Task directions:
Copy every line of the records below that holds the word "details".

[Saved entries]
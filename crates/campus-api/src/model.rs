//! Record types for the student and course collections.
//!
//! All types serialize with camelCase field names, matching the JSON wire
//! format of the HTTP API and the seed file.

use std::collections::BTreeMap;

use serde::{Deserialize, Serialize};

// ============================================================================
// Course
// ============================================================================

/// A course record.
///
/// `course_id` is the primary key. Any descriptive fields beyond the title
/// are carried as opaque strings in `details` and flattened into the JSON
/// object on the wire.
#[derive(Debug, Clone, PartialEq, Eq, Serialize, Deserialize)]
#[serde(rename_all = "camelCase")]
pub struct Course {
    /// Unique course identifier.
    pub course_id: u32,
    /// Human-readable course title.
    pub course_title: String,
    /// Additional descriptive fields, keyed by their JSON name.
    #[serde(flatten)]
    pub details: BTreeMap<String, String>,
}

impl Course {
    /// Creates a course with no additional details.
    #[must_use]
    pub fn new(course_id: u32, course_title: impl Into<String>) -> Self {
        Self {
            course_id,
            course_title: course_title.into(),
            details: BTreeMap::new(),
        }
    }

    /// Adds a descriptive field, replacing any previous value.
    #[must_use]
    pub fn with_detail(mut self, key: impl Into<String>, value: impl Into<String>) -> Self {
        self.details.insert(key.into(), value.into());
        self
    }

    /// Merges the fields present in `update` onto this record.
    ///
    /// Fields absent from the update keep their current values. The
    /// primary key is never changed.
    pub fn apply(&mut self, update: CourseUpdate) {
        if let Some(title) = update.course_title {
            self.course_title = title;
        }
        self.details.extend(update.details);
    }

    /// Projects this course to its id and title.
    #[must_use]
    pub fn summary(&self) -> CourseSummary {
        CourseSummary {
            course_id: self.course_id,
            course_title: self.course_title.clone(),
        }
    }
}

/// A validated partial update for an existing course.
#[derive(Debug, Clone, Default, PartialEq, Eq)]
pub struct CourseUpdate {
    /// Identifies the course to update.
    pub course_id: u32,
    /// New title, if supplied.
    pub course_title: Option<String>,
    /// Descriptive fields to set.
    pub details: BTreeMap<String, String>,
}

/// A validated reference to a course by primary key.
#[derive(Debug, Clone, Copy, PartialEq, Eq)]
pub struct CourseKey {
    /// The referenced course id.
    pub course_id: u32,
}

/// The `{courseId, courseTitle}` projection used by relation resolution.
#[derive(Debug, Clone, PartialEq, Eq, Serialize, Deserialize)]
#[serde(rename_all = "camelCase")]
pub struct CourseSummary {
    /// Course identifier.
    pub course_id: u32,
    /// Course title.
    pub course_title: String,
}

// ============================================================================
// Student
// ============================================================================

/// A student record.
///
/// `courses` holds course ids by value. They are lookup keys only and may
/// refer to courses that no longer exist.
#[derive(Debug, Clone, PartialEq, Eq, Serialize, Deserialize)]
#[serde(rename_all = "camelCase")]
pub struct Student {
    /// Unique student identifier.
    pub student_id: String,
    /// Given name.
    pub first_name: String,
    /// Family name.
    pub last_name: String,
    /// Degree program code.
    pub program: String,
    /// Section code.
    pub section: String,
    /// Ids of the courses this student is enrolled in.
    #[serde(default)]
    pub courses: Vec<u32>,
}

impl Student {
    /// Returns `true` if the student lists the given course id.
    #[must_use]
    pub fn is_enrolled_in(&self, course_id: u32) -> bool {
        self.courses.contains(&course_id)
    }
}

/// Response payload for a student's resolved courses.
#[derive(Debug, Clone, PartialEq, Eq, Serialize, Deserialize)]
#[serde(rename_all = "camelCase")]
pub struct StudentCourses {
    /// The student the courses belong to.
    pub student_id: String,
    /// Resolved courses, in course-collection order.
    pub courses: Vec<CourseSummary>,
}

Result:
/// are carried as opaque strings in `details` and flattened into the JSON
    pub details: BTreeMap<String, String>,
    /// Creates a course with no additional details.
            details: BTreeMap::new(),
        self.details.insert(key.into(), value.into());
        self.details.extend(update.details);
    pub details: BTreeMap<String, String>,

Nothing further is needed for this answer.